Eaux contestées entre Israël et le Liban: Beyrouth demande la médiation américaine

  • Le navire en question, de l'entreprise britannique Energean Plc basée à Londres, est arrivé dimanche au champ gazier de Karish --situé selon Beyrouth dans une partie des eaux contestées avec Israël-- afin de commencer à l'exploiter
  • Cette annonce a suscité une vague d'indignation de la part de plusieurs hauts responsables libanais, dont le Président Michel Aoun et le Premier ministre sortant Najib Mikati

BEYROUTH: Le Liban a réclamé lundi une médiation américaine après l'arrivée dans les eaux contestées avec Israël d'un navire destiné à commencer à produire du gaz pour l'Etat hébreu, une opération qui pourrait constituer un acte d'agression selon Beyrouth. 

Le Liban et Israël, deux pays voisins officiellement toujours en guerre, avaient entamé en octobre 2020 des négociations inédites sous l'égide de Washington pour délimiter leur frontière maritime, afin de lever les obstacles à la prospection d'hydrocarbures. 

Les pourparlers ont été suspendus en mai 2021 à la suite de différends concernant la surface de la zone contestée entre les deux pays. 

Le navire en question, de l'entreprise britannique Energean Plc basée à Londres, est arrivé dimanche au champ gazier de Karish --situé selon Beyrouth dans une partie des eaux contestées avec Israël-- afin de commencer à l'exploiter, d'après un communiqué de la compagnie. 

Cette annonce a suscité une vague d'indignation de la part de plusieurs hauts responsables libanais, dont le Président Michel Aoun et le Premier ministre sortant Najib Mikati. 

Ils « ont invité le médiateur américain Amos Hochstein à Beyrouth à reprendre les négociations concernant la délimitation des frontières maritimes entre les deux pays », selon un communiqué conjoint. 

Tous travaux « d'exploration, de forage ou d'extraction effectués par Israël dans les zones contestées constituent une provocation et un acte d'agression », poursuit le texte. 

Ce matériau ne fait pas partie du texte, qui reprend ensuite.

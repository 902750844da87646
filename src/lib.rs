//! Workspace umbrella crate for visitor fingerprint identity resolution.
//!
//! Stitches the stage crates together so callers can go from a raw browser
//! payload to a resolved visitor identity with a single API entry point. The
//! pipeline is: raw payload → feature canonicalization → {exact hash, LSH
//! buckets} → store matching → behavioral scoring → resolution decision.

pub use vfp_behavior::{
    behavioral_similarity, cross_device_similarity, extract, merge, BehaviorError,
    BehavioralSignature, MergeConfig,
};
pub use vfp_canonical::{
    bucket_screen, canonicalize, primary_subtag, CanonicalConfig, CanonicalError,
    CanonicalFeatureSet,
};
pub use vfp_ingest::{
    ingest, AdvancedSignals, BehavioralTelemetry, CoreSignals, IngestConfig, IngestError,
    RawFingerprintPayload, RequestContext, ResolutionRequest,
};
pub use vfp_lsh::{
    fuzzy_similarity, generate_buckets, generate_exact_hash, FuzzyHashSet, LshConfig, LshError,
    LshMeta, MAX_BUCKETS,
};
pub use vfp_resolve::{
    set_resolve_metrics, IdentityResolver, MatchKind, ResolutionResult, ResolveError,
    ResolveMetrics, ResolverConfig,
};
pub use vfp_store::{
    FingerprintRecord, InMemoryStore, SessionRecord, StoreError, VisitorIdentity, VisitorStore,
};

use std::sync::Arc;

use serde::{Deserialize, Serialize};

/// Aggregated configuration for every pipeline stage.
///
/// Each stage keeps its own config type; this bundle exists so services can
/// deserialize one document and hand it to [`build_resolver`].
#[derive(Debug, Clone, Default, Serialize, Deserialize)]
#[serde(default)]
pub struct PipelineConfig {
    pub ingest: IngestConfig,
    pub canonical: CanonicalConfig,
    pub lsh: LshConfig,
    pub merge: MergeConfig,
    pub resolver: ResolverConfig,
}

/// Build a resolver over the given store with explicit stage configuration.
pub fn build_resolver<S: VisitorStore>(
    store: Arc<S>,
    cfg: PipelineConfig,
) -> Result<IdentityResolver<S>, ResolveError> {
    IdentityResolver::new(
        store,
        cfg.resolver,
        cfg.ingest,
        cfg.canonical,
        cfg.lsh,
        cfg.merge,
    )
}

/// Build a resolver with default configuration for every stage.
pub fn build_default_resolver<S: VisitorStore>(
    store: Arc<S>,
) -> Result<IdentityResolver<S>, ResolveError> {
    build_resolver(store, PipelineConfig::default())
}

/// One-shot resolution helper for callers that do not hold a resolver.
pub fn resolve_visitor<S: VisitorStore>(
    store: Arc<S>,
    payload: RawFingerprintPayload,
    telemetry: Option<BehavioralTelemetry>,
    context: RequestContext,
) -> Result<ResolutionResult, ResolveError> {
    build_default_resolver(store)?.resolve(payload, telemetry, context)
}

Pour l'experte en ressources pétrolières Laury Haytayan, cet appel au médiateur américain serait « une perte de temps ». Les autorités libanaises devraient plutôt signer un décret pour l'amendement des frontières maritimes, a-t-elle estimé lundi. 

Dans un premier temps, les négociations concernant les frontières maritimes portaient sur une zone de 860 km2 délimitée par la ligne 23, conformément aux revendications libanaises enregistrées auprès de l'Onu en 2011. 

Le Liban avait annoncé plus tard vouloir réclamer un droit supplémentaire sur 1430 km2 limités par la ligne 29, qui comprend une partie du champ de Karish. 

Mais pour Israël, le champ gazier de Karish se trouve dans « la Zone économique exclusive (ZEE) reconnue par l'Onu », a indiqué un haut responsable israélien sous couvert d'anonymat.  

« Les mensonges du Liban qui prétend soudainement qu'il s'agit d'une région contestée peuvent être réfutés (...) par la propre position du Liban dans le passé, » a poursuivi le responsable rappelant que Beyrouth avait reconnu cette région comme étant dans les eaux israéliennes. 

Une porte-parole du ministère israélien de l’Energie a déclaré lundi que le forage était terminé depuis des mois et que « le flux de gaz en provenance de Karish devrait commencer en septembre. » 

Le navire qui est arrivé dimanche sera connecté à Karish via des gazoducs, a-t-elle précisé. 

Le Hezbollah, puissant mouvement chiite libanais pro-iranien, a toutefois averti Israël qu'il s'opposerait aux tentatives d'extraction de pétrole et de gaz du champ de Karish et d'autres régions contestées. 

« Nous sommes capables de les empêcher de le faire », a déclaré le chef du Hezbollah Hassan Nasrallah dans un discours le mois dernier. 


Liban: une frappe israélienne endommage un site protégé par l'Unesco à Tyr

 Le ministre libanais de la Culture a appelé lundi à épargner les ruines de Tyr, classées au patrimoine de l'humanité de l'Unesco, où les correspondants de l'AFP ont constaté des dégâts au lendemain de frappes israéliennes. (AFP)
Le ministre libanais de la Culture a appelé lundi à épargner les ruines de Tyr, classées au patrimoine de l'humanité de l'Unesco, où les correspondants de l'AFP ont constaté des dégâts au lendemain de frappes israéliennes. (AFP)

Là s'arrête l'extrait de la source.